Is that a good thing? No. Is that a policy violation? Maybe. But - guess what? - once I needed to go to SecurityFocus to do my job and some dumb content filtering vendor blocked it in their default configuration as a site on "hacking" (wOw, that is deep!) This did happen a few years ago, before Symantec bought the site, but, to be honest, I never checked back whether they still block it.
3 comments:
I interned at an aerospace contractor this summer and had the same problems with WebSense content filters and Sidewinder proxies for websites like SecurityFocus.

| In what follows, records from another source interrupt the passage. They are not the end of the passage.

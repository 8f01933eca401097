// SPDX-License-Identifier: MIT
// Copyright (c) 2026 Alfred Jean LLC

use uuid::Uuid;

use crate::error::{Error, Result};

/// Attempts before giving up on finding an unused id.
const MAX_ATTEMPTS: usize = 8;

/// Generate a fine ID: a random (v4) UUID in hyphenated lowercase form.
pub fn generate_id() -> String {
    Uuid::new_v4().to_string()
}

/// Generate an ID that `exists` does not know about, re-rolling on collision.
pub fn generate_unique_id<F>(exists: F) -> Result<String>
where
    F: Fn(&str) -> bool,
{
    for _ in 0..MAX_ATTEMPTS {
        let id = generate_id();
        if !exists(&id) {
            return Ok(id);
        }
    }
    Err(Error::IdGenerationFailed)
}

#[cfg(test)]
#[path = "id_tests.rs"]
mod tests;
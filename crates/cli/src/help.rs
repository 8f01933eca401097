// SPDX-License-Identifier: MIT
// Copyright (c) 2026 Alfred Jean LLC

//! Help text generation with colorization support.

use crate::colors;
use clap::builder::styling::Styles;

/// Generate clap Styles for help output.
pub fn styles() -> Styles {
    if !colors::should_colorize() {
        return Styles::plain();
    }

    use anstyle::{Ansi256Color, Color, Style};

    let color = |code| Style::new().fg_color(Some(Color::Ansi256(Ansi256Color(code))));

    Styles::styled()
        .header(color(colors::codes::HEADER))
        .usage(color(colors::codes::HEADER))
        .literal(color(colors::codes::LITERAL))
        .placeholder(color(colors::codes::CONTEXT))
        .valid(color(colors::codes::CONTEXT))
}

/// Quickstart help shown after options in main help.
pub fn quickstart() -> String {
    colors::examples(
        "\
Get started:
  finetrack init                                   Keep fines on this machine
  finetrack init --mode hybrid --url <url>         Sync with a fine service
  finetrack add parking \"High St\" -a 60 --due 2025-01-10
                                                   Record a fine
  finetrack list --overdue                         List fines past their due date
  finetrack pay <id>                               Mark a fine as paid",
    )
}

#[cfg(test)]
#[path = "help_tests.rs"]
mod tests;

My sessions got flagged as 'hacking site' as well. I wasn't working in "IT Security" though... but I wonder if the security guys ever had the same problem.
No, no, no! Bad analogy. Web content filters don't destroy the sites you're trying to get to so that you can never recover them.
They serve a useful purpose in organizations that (1) want to avoid liability, and (2) want to prevent MOST of the questionable/offensive/non-business web sites from being visited by their employees. We don't have time to sit there and comb through weblogs after the fact to figure out which sites were in bad taste (nor would we want to). Nobody wants to have to yell at users for going to playboy.com, or worse yet, have to discipline them. It's a lot easier just to prevent as much of it as we can, without comment. If an innocent site gets blocked, you request it be added to the whitelist. What's the big deal?
My first thought on seeing that list of ways to access banned sites was, "Oh, great, now I have to monitor for some other stuff on our network. Thanks a lot." The only bonus is that if I find an employee using one of those methods, we'll know that he's deliberately trying to go to "bad sites," not getting there by accident.
Now, we're not China, but I really don't see why people can't just get over themselves and go HOME to do their non-work browsing. They don't have a God-given right to visit MySpace while they're at work.
"Now, we're not China, but I really don't see why people can't just get over themselves and go HOME to do their non-work browsing."
This TOTALLY misses my point - I was posting about the fact that some (many?) content filters are very dumb and block WORK-RELATED sites.
Now, everybody heard the one about a porn site sysadmin complaining that he cannot see how his colleague from a competitive site arranged his PHP scripts; well, for him even a porn site is work-related.